Click the image to learn more. An 1898 photograph of the Doornek & Wranovsky Blacksmith shop in Granville.

Originally a town within Milwaukee County, Granville is now a neighborhood located on the City of Milwaukee’s northwest side. Created in 1840 by the territorial legislature,[1] the Town of Granville extended north from Hampton Avenue to County Line Road and west from 27th Street and Range Line Road to 124th Street.[2] The majority of this area eventually joined the City of Milwaukee, although some sections became the Villages of Brown Deer, River Hills, and Glendale. The final annexation of Granville, in 1962, marked the largest territorial acquisition in Milwaukee history.[3]

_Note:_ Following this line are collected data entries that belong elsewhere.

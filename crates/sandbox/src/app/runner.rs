use std::time::{Duration, Instant};

use targeting::{CycleKey, CycleOutcome, EntityId, GameHost, TargetingConfig, TargetingSession};
use tracing::{debug, info, warn};

use super::scenario::{Scenario, Step};
use super::sim_host::SimHost;

#[derive(Debug, Clone, PartialEq)]
pub(crate) struct CycleRecord {
    pub step: usize,
    pub outcome: CycleOutcome,
    pub label: Option<String>,
}

#[derive(Debug, Clone, Default)]
pub(crate) struct RunReport {
    pub cycles: Vec<CycleRecord>,
    pub final_target: Option<EntityId>,
    pub frames: u64,
}

impl RunReport {
    pub(crate) fn summary_lines(&self) -> Vec<String> {
        let mut lines: Vec<String> = self
            .cycles
            .iter()
            .map(|record| match record.outcome {
                CycleOutcome::Targeted { id, index, reset } => format!(
                    "step {}: target {} '{}' index {}{}",
                    record.step,
                    id.0,
                    record.label.as_deref().unwrap_or("?"),
                    index,
                    reset.map_or(String::new(), |kind| format!(" (reset: {})", kind.name()))
                ),
                CycleOutcome::NoCandidates => format!("step {}: no candidates", record.step),
                CycleOutcome::Skipped => format!("step {}: skipped", record.step),
            })
            .collect();
        lines.push(match self.final_target {
            Some(id) => format!("final target: {}", id.0),
            None => "final target: none".to_string(),
        });
        lines
    }
}

struct Driver<'a> {
    host: SimHost,
    session: TargetingSession,
    key: CycleKey,
    config: &'a TargetingConfig,
    start: Instant,
    elapsed: Duration,
    frame: Duration,
    frames: u64,
}

impl Driver<'_> {
    fn now(&self) -> Instant {
        self.start + self.elapsed
    }

    fn frame(&mut self, key_down: bool) -> Option<CycleOutcome> {
        self.elapsed += self.frame;
        self.frames += 1;
        let fired = self.key.update(key_down);
        let outcome = fired.then(|| self.session.on_cycle_input(&mut self.host, self.config));

        let now = self.now();
        self.session.update_visuals(&self.host, self.config, now);
        if self.config.debug_views_enabled() {
            let overlay = self.session.debug_overlay(&self.host, self.config);
            debug!(shapes = overlay.shapes.len(), "overlay_built");
        }
        outcome
    }

    fn wait(&mut self, duration: Duration) {
        let mut waited = Duration::ZERO;
        while waited < duration {
            self.frame(false);
            waited += self.frame;
        }
    }
}

pub(crate) fn run_scenario(scenario: &Scenario, config: &TargetingConfig) -> RunReport {
    let mut driver = Driver {
        host: scenario.build_host(),
        session: TargetingSession::new(),
        key: CycleKey::new(),
        config,
        start: Instant::now(),
        elapsed: Duration::ZERO,
        frame: Duration::from_millis(scenario.frame_ms.max(1)),
        frames: 0,
    };
    info!(
        scenario = %scenario.name,
        entities = scenario.entities.len(),
        steps = scenario.steps.len(),
        "scenario_started"
    );

    let mut report = RunReport::default();
    driver.frame(false);
    for (index, step) in scenario.steps.iter().enumerate() {
        let step_number = index + 1;
        match step {
            Step::Cycle => {
                let outcome = driver.frame(true).unwrap_or(CycleOutcome::Skipped);
                driver.frame(false);
                let label = match outcome {
                    CycleOutcome::Targeted { id, .. } => {
                        driver.host.entity(id).ok().map(|entity| entity.name)
                    }
                    _ => None,
                };
                info!(step = step_number, ?outcome, label = ?label, "cycle");
                report.cycles.push(CycleRecord {
                    step: step_number,
                    outcome,
                    label,
                });
            }
            Step::RotateCamera {
                yaw_degrees,
                pitch_degrees,
            } => {
                driver.host.camera.rotate(*yaw_degrees, *pitch_degrees);
                debug!(
                    step = step_number,
                    yaw = driver.host.camera.yaw_degrees,
                    pitch = driver.host.camera.pitch_degrees,
                    "camera_rotated"
                );
                driver.frame(false);
            }
            Step::Despawn { id } => {
                if !driver.host.despawn(EntityId(*id)) {
                    warn!(step = step_number, entity = id, "despawn_unknown_entity");
                }
                driver.frame(false);
            }
            Step::ClearTarget => {
                driver.host.set_target(None);
                driver.frame(false);
            }
            Step::Wait { ms } => driver.wait(Duration::from_millis(*ms)),
            Step::MoveEntity { id, position } => {
                if !driver.host.move_entity(EntityId(*id), *position) {
                    warn!(step = step_number, entity = id, "move_unknown_entity");
                }
                driver.frame(false);
            }
        }
    }

    report.final_target = driver.host.current_target();
    report.frames = driver.frames;
    info!(
        cycles = report.cycles.len(),
        frames = report.frames,
        "scenario_complete"
    );
    report
}

#[cfg(test)]
mod tests {
    use targeting::TriggerKind;

    use super::*;

    fn targeted(record: &CycleRecord) -> (u64, usize, Option<TriggerKind>) {
        match record.outcome {
            CycleOutcome::Targeted { id, index, reset } => (id.0, index, reset),
            other => panic!("step {} did not target: {other:?}", record.step),
        }
    }

    #[test]
    fn demo_cycles_then_resets_on_camera_turn() {
        let scenario = Scenario::demo().expect("demo");
        let report = run_scenario(&scenario, &TargetingConfig::default());
        assert_eq!(report.cycles.len(), 6);

        let first = targeted(&report.cycles[0]);
        assert_eq!((first.1, first.2), (0, Some(TriggerKind::SetChanged)));
        assert_eq!(targeted(&report.cycles[1]).1, 1);
        assert_eq!(targeted(&report.cycles[2]).1, 2);

        let after_turn = targeted(&report.cycles[3]);
        assert_eq!(after_turn, (17, 0, Some(TriggerKind::CameraRotation)));

        let after_return = targeted(&report.cycles[4]);
        assert_eq!(after_return.1, 0);
        assert!(after_return.2.is_some());

        let after_clear = targeted(&report.cycles[5]);
        assert_eq!(after_clear.1, 0);
        assert_eq!(report.final_target, Some(EntityId(after_clear.0)));
    }

    #[test]
    fn demo_never_targets_filtered_or_hidden_entities() {
        let scenario = Scenario::demo().expect("demo");
        let report = run_scenario(&scenario, &TargetingConfig::default());
        for record in &report.cycles {
            let (id, _, _) = targeted(record);
            assert!(
                ![13, 14, 15].contains(&id),
                "step {} picked {id}",
                record.step
            );
        }
    }

    #[test]
    fn first_three_cycles_visit_distinct_targets() {
        let scenario = Scenario::demo().expect("demo");
        let report = run_scenario(&scenario, &TargetingConfig::default());
        let mut ids: Vec<u64> = report.cycles[..3]
            .iter()
            .map(|record| targeted(record).0)
            .collect();
        ids.sort_unstable();
        ids.dedup();
        assert_eq!(ids.len(), 3);
    }

    #[test]
    fn debug_views_do_not_change_outcomes() {
        let scenario = Scenario::demo().expect("demo");
        let plain = run_scenario(&scenario, &TargetingConfig::default());
        let debug = run_scenario(
            &scenario,
            &TargetingConfig {
                show_debug_selection: true,
                show_debug_raycast: true,
                ..TargetingConfig::default()
            },
        );
        let outcomes = |report: &RunReport| -> Vec<CycleOutcome> {
            report.cycles.iter().map(|record| record.outcome).collect()
        };
        assert_eq!(outcomes(&plain), outcomes(&debug));
    }

    #[test]
    fn empty_world_reports_no_candidates() {
        let scenario = Scenario::from_json_str(
            r#"{ "steps": [ { "action": "cycle" }, { "action": "despawn", "id": 9 } ] }"#,
            "inline",
        )
        .expect("parse");
        let report = run_scenario(&scenario, &TargetingConfig::default());
        assert_eq!(report.cycles[0].outcome, CycleOutcome::NoCandidates);
        assert_eq!(report.final_target, None);
        assert_eq!(
            report.summary_lines(),
            vec![
                "step 1: no candidates".to_string(),
                "final target: none".to_string()
            ]
        );
    }
}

The Town of Granville was settled by Yankee-Yorkers beginning in 1835.[4] Several of the earliest white residents of Granville migrated from Granville, Washington County, New York and named their new home after their old one.[5] During the following decade, German, Irish, English, and Canadian immigrants arrived in the Town.[6] Members of Granville’s German community were among the founders of the Wisconsin Evangelical Lutheran Synod, which held its first meeting at Granville’s Salem Evangelical Lutheran Church in 1850.[7] From its inception, Granville was an agricultural community. Residential subdivisions began in the 1920s, but the area hosted farms even after its annexation into Milwaukee.[8]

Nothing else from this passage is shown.